News

By Matthew Anderson

NEW YORK CITY, New York, November 17, 2010 (LifeSiteNews.com) – The New York City Council considered a bill yesterday that would require crisis pregnancy centers (CPCs) to post signs warning that the CPCs do not provide abortion services. The bill, which was described as potentially “crippling” by one New York pro-life leader, would also require that CPCs state whether they have a licensed physician on staff.

Bill 371 was introduced to the City Council at a meeting on October 13th and was immediately referred to the Committee on Women’s Issues for consideration. The Committee held a hearing yesterday, November 16th, on the bill.

Before the hearing, Chris Slattery of Emergency Mother Care Frontline Pregnancy Centers sent out a statement hoping to rally support for the city’s crisis pregnancy centers.  “We have been fighting full strength for a full month now, getting ready for today's afternoon and evening hearings,” said Slattery.

“This bill's set of unconstitutional laws could cripple our work with its new free speech-strangling regulations of our advertising and outreach with the threats of staggering fines, and probable shutdowns of our offices aimed at crippling our work of ministry to abortion minded clients.”

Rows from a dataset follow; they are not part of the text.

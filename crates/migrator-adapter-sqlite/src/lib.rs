// migrator-adapter-sqlite/src/lib.rs
// ============================================================================
// Module: SQLite Adapter Library
// Description: SourceAdapter/TargetAdapter backend using SQLite.
// Purpose: Provide a production-grade SQLite backend for the migration
//          engine's dialect-agnostic runner.
// Dependencies: migrator-core, rusqlite
// ============================================================================

//! ## Overview
//! This crate provides a SQLite-backed [`SqliteAdapter`] implementing both
//! `SourceAdapter` and `TargetAdapter`, suitable for migrating into or out
//! of a SQLite file with WAL journaling and deterministic schema
//! introspection.

// ============================================================================
// SECTION: Modules
// ============================================================================

pub mod adapter;

// ============================================================================
// SECTION: Re-Exports
// ============================================================================

pub use adapter::SqliteAdapter;
pub use adapter::SqliteAdapterConfig;
pub use adapter::SqliteAdapterError;
pub use adapter::SqliteJournalMode;
pub use adapter::SqliteSyncMode;
impl OutputConfig {
    /// Validates output configuration.
    ///
    /// # Errors
    ///
    /// Returns [`ConfigError`] when `mode = "bundle"` lacks `bundle_dir`.
    fn validate(&self) -> Result<(), ConfigError> {
        if self.mode == OutputMode::Bundle && self.bundle_dir.is_none() {
            return Err(ConfigError::Invalid(
                "output.bundle_dir is required when output.mode=bundle".to_string(),
            ));
        }
        Ok(())
    }
}

// ============================================================================
// SECTION: Sampling Config
// ============================================================================

/// Deterministic sampling settings for fingerprinting large tables.
#[derive(Debug, Clone, Deserialize)]
pub struct SamplingConfig {
    /// Enable sampling for tables above `threshold_rows`.
    #[serde(default)]
    pub enabled: bool,
    /// Row count above which sampling kicks in.
    #[serde(default = "default_sampling_threshold")]
    pub threshold_rows: u64,
    /// Number of rows to sample when sampling is active.
    #[serde(default = "default_sample_size")]
    pub sample_size: u64,
}

impl Default for SamplingConfig {
    fn default() -> Self {
        Self {
            enabled: false,
            threshold_rows: default_sampling_threshold(),
            sample_size: default_sample_size(),
        }
    }
}

impl SamplingConfig {
    /// Validates sampling configuration.
    ///
    /// # Errors
    ///
    /// Returns [`ConfigError`] when `sample_size` exceeds `threshold_rows`.
    fn validate(&self) -> Result<(), ConfigError> {
        if self.enabled && self.sample_size > self.threshold_rows {
            return Err(ConfigError::Invalid(
                "sampling.sample_size must not exceed sampling.threshold_rows".to_string(),
            ));
        }
        Ok(())
    }
}
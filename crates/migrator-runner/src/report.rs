// migrator-runner/src/report.rs
// ============================================================================
// Module: Validation Report Generator (C8)
// Description: Compares source vs. target through both adapters and
//              produces versioned parity and limitations reports.
// Purpose: Give the operator a deterministic, auditable proof that a
//          migration run agrees between source and target.
// Dependencies: migrator-core, serde, serde_json
// ============================================================================

//! ## Overview
//! The report generator never mutates either adapter; it only reads. Every
//! comparison is driven by the dialect-neutral schema IR, never by a raw
//! SQL query, so the same code path covers every adapter pairing the
//! workspace ships.

// ============================================================================
// SECTION: Imports
// ============================================================================

use std::collections::BTreeMap;
use std::collections::BTreeSet;

use migrator_config::SamplingConfig;
use migrator_core::AdapterError;
use migrator_core::ColumnName;
use migrator_core::ConstraintIr;
use migrator_core::DatasetFingerprint;
use migrator_core::Dialect;
use migrator_core::FingerprintError;
use migrator_core::LossinessReason;
use migrator_core::SchemaIr;
use migrator_core::SourceAdapter;
use migrator_core::TableIr;
use migrator_core::TableName;
use migrator_core::TargetAdapter;
use migrator_core::TypeRegistry;
use migrator_core::combine_fingerprints;
use migrator_core::core::hashing::HashAlgorithm;
use migrator_core::core::hashing::canonical_json_bytes;
use migrator_core::fingerprint_table_default;
use serde::Deserialize;
use serde::Serialize;
use serde_json::Value;
use thiserror::Error;

// ============================================================================
// SECTION: Schema versions
// ============================================================================

/// Semver of `validation_summary.json` / `validation_report.txt`.
pub const REPORT_SCHEMA_VERSION: &str = "1.0.0";
/// Semver of `limitations.json` / `limitations.txt`.
pub const LIMITATIONS_SCHEMA_VERSION: &str = "1.0.0";

// ============================================================================
// SECTION: Errors
// ============================================================================

/// Errors raised while generating a validation report.
#[derive(Debug, Error)]
pub enum ValidationError {
    /// Reading rows from an adapter failed.
    #[error(transparent)]
    Adapter(#[from] AdapterError),
    /// Computing a table fingerprint failed.
    #[error(transparent)]
    Fingerprint(#[from] FingerprintError),
}

// ============================================================================
// SECTION: Limitations
// ============================================================================

/// Severity of a recorded limitation.
#[derive(Debug, Clone, Copy, PartialEq, Eq, PartialOrd, Ord, Serialize, Deserialize)]
#[serde(rename_all = "snake_case")]
pub enum Severity {
    /// Informational; no action implied.
    Info,
    /// Worth reviewing but not necessarily actionable.
    Warning,
    /// Requires operator attention.
    Error,
}

/// Category a limitation falls under, matching the four groups the
/// specification names.
#[derive(Debug, Clone, Copy, PartialEq, Eq, PartialOrd, Ord, Serialize, Deserialize)]
#[serde(rename_all = "snake_case")]
pub enum LimitationCategory {
    /// An object the target cannot represent at all.
    UnsupportedObjects,
    /// A type conversion that drops information.
    LossyMappings,
    /// A structural difference between source and target (e.g. a table
    /// present on only one side).
    BehaviorDifferences,
    /// Something the operator must do by hand (e.g. a deferred default
    /// expression).
    ManualSteps,
}

/// One recorded limitation.
#[derive(Debug, Clone, PartialEq, Serialize, Deserialize)]
pub struct Limitation {
    /// Which of the four groups this limitation belongs to.
    pub category: LimitationCategory,
    /// Kind of object the limitation concerns (`"table"`, `"column"`,
    /// `"routine"`, `"trigger"`, ...).
    pub object_type: String,
    /// Name of the affected object.
    pub object_name: String,
    /// Human-readable explanation.
    pub description: String,
    /// How serious this limitation is.
    pub severity: Severity,
}

/// Sorts limitations by category, then by `(object_type, object_name)`
/// within each category, matching the specification's stable ordering.
#[must_use]
pub fn sorted_limitations(mut limitations: Vec<Limitation>) -> Vec<Limitation> {
    limitations.sort_by(|left, right| {
        left.category
            .cmp(&right.category)
            .then_with(|| left.object_type.cmp(&right.object_type))
            .then_with(|| left.object_name.cmp(&right.object_name))
    });
    limitations
}
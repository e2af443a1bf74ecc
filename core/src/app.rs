//! Core application

use std::sync::Arc;

use anyhow::{Context, Result};

use crate::core::banner;
use crate::core::cli::{self, CliConfig, Commands};
use crate::core::config::AppConfig;
use crate::core::constants::{APP_NAME_LOWER, ENV_LOG};
use crate::core::shutdown::ShutdownService;
use crate::data::queue::QueueService;
use crate::data::stores::StoreService;
use crate::domain::IngestPipeline;

pub struct CoreApp {
    pub shutdown: ShutdownService,
    pub config: AppConfig,
    pub queue: Arc<QueueService>,
    pub stores: Arc<StoreService>,
}

impl CoreApp {
    /// Run the application with CLI argument parsing
    pub async fn run() -> Result<()> {
        dotenvy::dotenv().ok();
        Self::init_logging();

        tracing::debug!("Application starting");

        let (cli_config, command) = cli::parse();
        tracing::trace!(command = ?command, "Parsed command");

        match command {
            Some(Commands::Check) => Self::check(&cli_config).await,
            Some(Commands::Start) | None => {
                let app = Self::init(&cli_config).await?;
                Self::start_pipeline(app).await
            }
        }
    }

    async fn init(cli: &CliConfig) -> Result<Self> {
        let config = AppConfig::load(cli)?;

        let queue = Arc::new(
            QueueService::init(config.queue.backend, &config.queue.url, &config.queue.name)
                .await
                .context("Failed to initialize queue service")?,
        );
        tracing::debug!(backend = queue.backend_name(), "Queue initialized");

        let stores = Arc::new(
            StoreService::init(&config.stores)
                .await
                .context("Failed to initialize store backends")?,
        );

        let shutdown = ShutdownService::new(Arc::clone(&queue));

        Ok(Self {
            shutdown,
            config,
            queue,
            stores,
        })
    }

    /// Verify every configured connection, then exit
    async fn check(cli: &CliConfig) -> Result<()> {
        let app = Self::init(cli).await?;

        app.queue
            .health_check()
            .await
            .context("Queue health check failed")?;
        println!("queue ({}): ok", app.queue.backend_name());

        app.stores
            .initialize()
            .await
            .context("Store initialization failed")?;
        app.stores
            .health_check()
            .await
            .context("Store health check failed")?;
        for backend in app.stores.backends() {
            println!("store {}: ok", backend.name());
        }

        app.queue.close().await;
        Ok(())
    }

    fn init_logging() {
        let default_filter = format!("info,{}=info", APP_NAME_LOWER);

        let filter = std::env::var(ENV_LOG)
            .or_else(|_| std::env::var("RUST_LOG"))
            .unwrap_or(default_filter);

        tracing_subscriber::fmt()
            .with_target(false)
            .with_thread_ids(false)
            .with_level(true)
            .with_ansi(true)
            .compact()
            .with_env_filter(filter)
            .init();
    }

    async fn start_pipeline(app: Self) -> Result<()> {
        // Install signal handlers FIRST (before any blocking calls)
        app.shutdown.install_signal_handlers();

        app.stores
            .initialize()
            .await
            .context("Store initialization failed")?;

        banner::print_banner(&app.config);

        let pipeline = IngestPipeline::new(
            Arc::clone(&app.queue),
            Arc::clone(&app.stores),
            &app.config.core,
        );
        app.shutdown
            .register(pipeline.start(app.shutdown.subscribe()))
            .await;

        tracing::info!(
            queue = app.queue.work_queue(),
            backend = app.queue.backend_name(),
            "Pipeline ready"
        );

        // Block until a signal or internal trigger, then drain
        app.shutdown.wait().await;
        app.shutdown.shutdown().await;

        Ok(())
    }
}
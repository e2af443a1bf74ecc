//! Chronotope Core
//!
//! A continuous ingestion worker: consumes change messages (entity upserts,
//! relations, dataset-completion markers) from a durable work queue,
//! normalizes identifiers and date fields, groups messages into bounded
//! batches, and applies each batch to every enabled storage backend in
//! parallel. Dataset completion is signaled downstream only after a batch has
//! been durably applied to all backends.

pub mod app;
pub mod core;
pub mod data;
pub mod domain;
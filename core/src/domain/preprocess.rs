//! Message preprocessing
//!
//! Pure per-message normalization, applied before batching. Returns a new
//! message value instead of mutating in place, so the same input can be
//! inspected by every store backend without aliasing surprises.
//!
//! Messages that cannot be normalized are dropped (with a warning) rather
//! than poisoning the batch that contains them.

use serde_json::Value;

use super::message::{Message, MessageKind};
use super::normalize::{canonical_date_range, canonical_id};

/// Payload fields holding temporal validity
const DATE_FIELDS: [&str; 2] = ["validSince", "validUntil"];

/// Normalize a single message
///
/// - `entity`: canonicalize `validSince`/`validUntil` when present, compute
///   the canonical `id` from `id` or `uri`, and drop the raw `uri` field
/// - `relation`: canonicalize the `from` and `to` identifiers
/// - `dataset-done` and unrecognized kinds: pass through unchanged
///
/// Returns `None` when a required field is missing or malformed; the
/// caller compacts these away so no placeholder flows downstream.
pub fn preprocess(message: Message) -> Option<Message> {
    match message.kind {
        MessageKind::Entity => preprocess_entity(message),
        MessageKind::Relation => preprocess_relation(message),
        MessageKind::DatasetDone | MessageKind::Other(_) => Some(message),
    }
}

fn preprocess_entity(mut message: Message) -> Option<Message> {
    let dataset = message.meta.dataset.clone();
    let payload = match message.payload.as_object_mut() {
        Some(p) => p,
        None => {
            tracing::warn!(dataset = %dataset, "Dropping entity with non-object payload");
            return None;
        }
    };

    for field in DATE_FIELDS {
        if let Some(value) = payload.get(field) {
            match canonical_date_range(value) {
                Ok(range) => {
                    payload.insert(field.to_string(), range);
                }
                Err(e) => {
                    tracing::warn!(dataset = %dataset, field, error = %e, "Dropping entity with invalid date");
                    return None;
                }
            }
        }
    }

    // Prefer an explicit id, fall back to the raw uri
    let raw = payload
        .get("id")
        .or_else(|| payload.get("uri"))
        .and_then(Value::as_str)
        .map(str::to_string);

    let raw = match raw {
        Some(r) => r,
        None => {
            tracing::warn!(dataset = %dataset, "Dropping entity without id or uri");
            return None;
        }
    };

    match canonical_id(&raw, &dataset) {
        Ok(id) => {
            payload.insert("id".to_string(), Value::String(id));
            payload.remove("uri");
            Some(message)
        }
        Err(e) => {
            tracing::warn!(dataset = %dataset, error = %e, "Dropping entity with invalid identifier");
            None
        }
    }
}

fn preprocess_relation(mut message: Message) -> Option<Message> {
    let dataset = message.meta.dataset.clone();
    let payload = match message.payload.as_object_mut() {
        Some(p) => p,
        None => {
            tracing::warn!(dataset = %dataset, "Dropping relation with non-object payload");
            return None;
        }
    };

    for field in ["from", "to"] {
        let raw = payload.get(field).and_then(Value::as_str).map(str::to_string);
        let raw = match raw {
            Some(r) => r,
            None => {
                tracing::warn!(dataset = %dataset, field, "Dropping relation without endpoint");
                return None;
            }
        };
        match canonical_id(&raw, &dataset) {
            Ok(id) => {
                payload.insert(field.to_string(), Value::String(id));
            }
            Err(e) => {
                tracing::warn!(dataset = %dataset, field, error = %e, "Dropping relation with invalid endpoint");
                return None;
            }
        }
    }

    Some(message)
}

#[cfg(test)]
mod tests {
    use super::*;
    use crate::domain::message::Meta;
    use serde_json::json;

    fn entity(payload: Value) -> Message {
        Message {
            kind: MessageKind::Entity,
            meta: Meta::for_dataset("ds1"),
            payload,
        }
    }

    #[test]
    fn test_entity_uri_becomes_canonical_id() {
        let msg = entity(json!({ "uri": "foo", "validSince": "2020" }));
        let out = preprocess(msg).unwrap();

        assert_eq!(out.payload["id"], "ds1/foo");
        assert!(out.payload.get("uri").is_none());
        assert_eq!(out.payload["validSince"], json!(["2020-01-01", "2020-12-31"]));
    }

    #[test]
    fn test_entity_id_preferred_over_uri() {
        let msg = entity(json!({ "id": "bar", "uri": "foo" }));
        let out = preprocess(msg).unwrap();
        assert_eq!(out.payload["id"], "ds1/bar");
        assert!(out.payload.get("uri").is_none());
    }

    #[test]
    fn test_entity_without_dates_passes() {
        let msg = entity(json!({ "id": "bar", "name": "Amsterdam" }));
        let out = preprocess(msg).unwrap();
        assert_eq!(out.payload["name"], "Amsterdam");
    }

    #[test]
    fn test_entity_missing_identifier_dropped() {
        let msg = entity(json!({ "name": "nameless" }));
        assert!(preprocess(msg).is_none());
    }

    #[test]
    fn test_entity_invalid_date_dropped() {
        let msg = entity(json!({ "id": "x", "validSince": "soonish" }));
        assert!(preprocess(msg).is_none());
    }

    #[test]
    fn test_relation_endpoints_canonicalized() {
        let msg = Message {
            kind: MessageKind::Relation,
            meta: Meta::for_dataset("ds1"),
            payload: json!({ "from": "a", "to": "urn:hg:b", "label": "owns" }),
        };
        let out = preprocess(msg).unwrap();
        assert_eq!(out.payload["from"], "ds1/a");
        assert_eq!(out.payload["to"], "urn:hg:b");
        assert_eq!(out.payload["label"], "owns");
    }

    #[test]
    fn test_relation_missing_endpoint_dropped() {
        let msg = Message {
            kind: MessageKind::Relation,
            meta: Meta::for_dataset("ds1"),
            payload: json!({ "from": "a" }),
        };
        assert!(preprocess(msg).is_none());
    }

    #[test]
    fn test_dataset_done_untouched() {
        let msg = Message {
            kind: MessageKind::DatasetDone,
            meta: Meta::for_dataset("ds1"),
            payload: json!({ "uri": "left-alone", "validSince": "2020" }),
        };
        let out = preprocess(msg.clone()).unwrap();
        assert_eq!(out, msg);
    }

    #[test]
    fn test_unknown_kind_untouched() {
        let msg = Message {
            kind: MessageKind::Other("snapshot".to_string()),
            meta: Meta::for_dataset("ds1"),
            payload: json!({ "uri": "left-alone" }),
        };
        let out = preprocess(msg.clone()).unwrap();
        assert_eq!(out, msg);
    }

    #[test]
    fn test_preprocess_is_idempotent() {
        let msg = entity(json!({ "uri": "foo", "validSince": "2020" }));
        let once = preprocess(msg).unwrap();
        let twice = preprocess(once.clone()).unwrap();
        assert_eq!(once, twice);
    }
}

According to the Wall Street Journal, about 50 people on either side of the issue turned out for the hearings. Among those who spoke was City Council member Jessica Lappin, one of the bill’s primary sponsors. Lappin argued that the bill was not biased, but was only intended to protect “women’s health.”

“There are two dozen anti-choice centers masquerading as health clinics right here in New York City … Rather than provide full and accurate medical information to women they mislead and manipulate them,” said Lappin, according to WSJ.

Slattery, however, defended the crisis pregnancy centers, saying that while some do not have licensed physicians on staff, many of them do.

Council Member Daniel Halloran pointed out that the bill is inherent unfair, since abortion clinics are not required to post signs describing what services they don’t supply.

Whereas pregnancy centers specialize in providing women in distress with the counseling and resources that they need to be able to keep their babies, Halloran suggested that Planned Parenthood, which specializes in killing those babies, should have to change its name to indicate that it also aids in “nonparenthood.”

The bill is similar to two laws currently enforced in Baltimore, Maryland and Austin, Texas. These bills also require CPCs to post signs explaining that they do not provide abortions. The Baltimore law is currently being challenged by the Archdiocese of Baltimore and the Alliance Defense Fund.

In March, Archbishop Edwin F. O’Brien called the Baltimore law “a clear violation of these centers’ constitutional rights to free speech and their free exercise of religion.” The Archbishop went on to say that the ordinance “runs directly counter to Maryland’s conscience clause, which protects the rights of Maryland’s citizens to refuse to provide or refer for abortions.”

It is not yet known when the New York City Council will vote on their version of the law.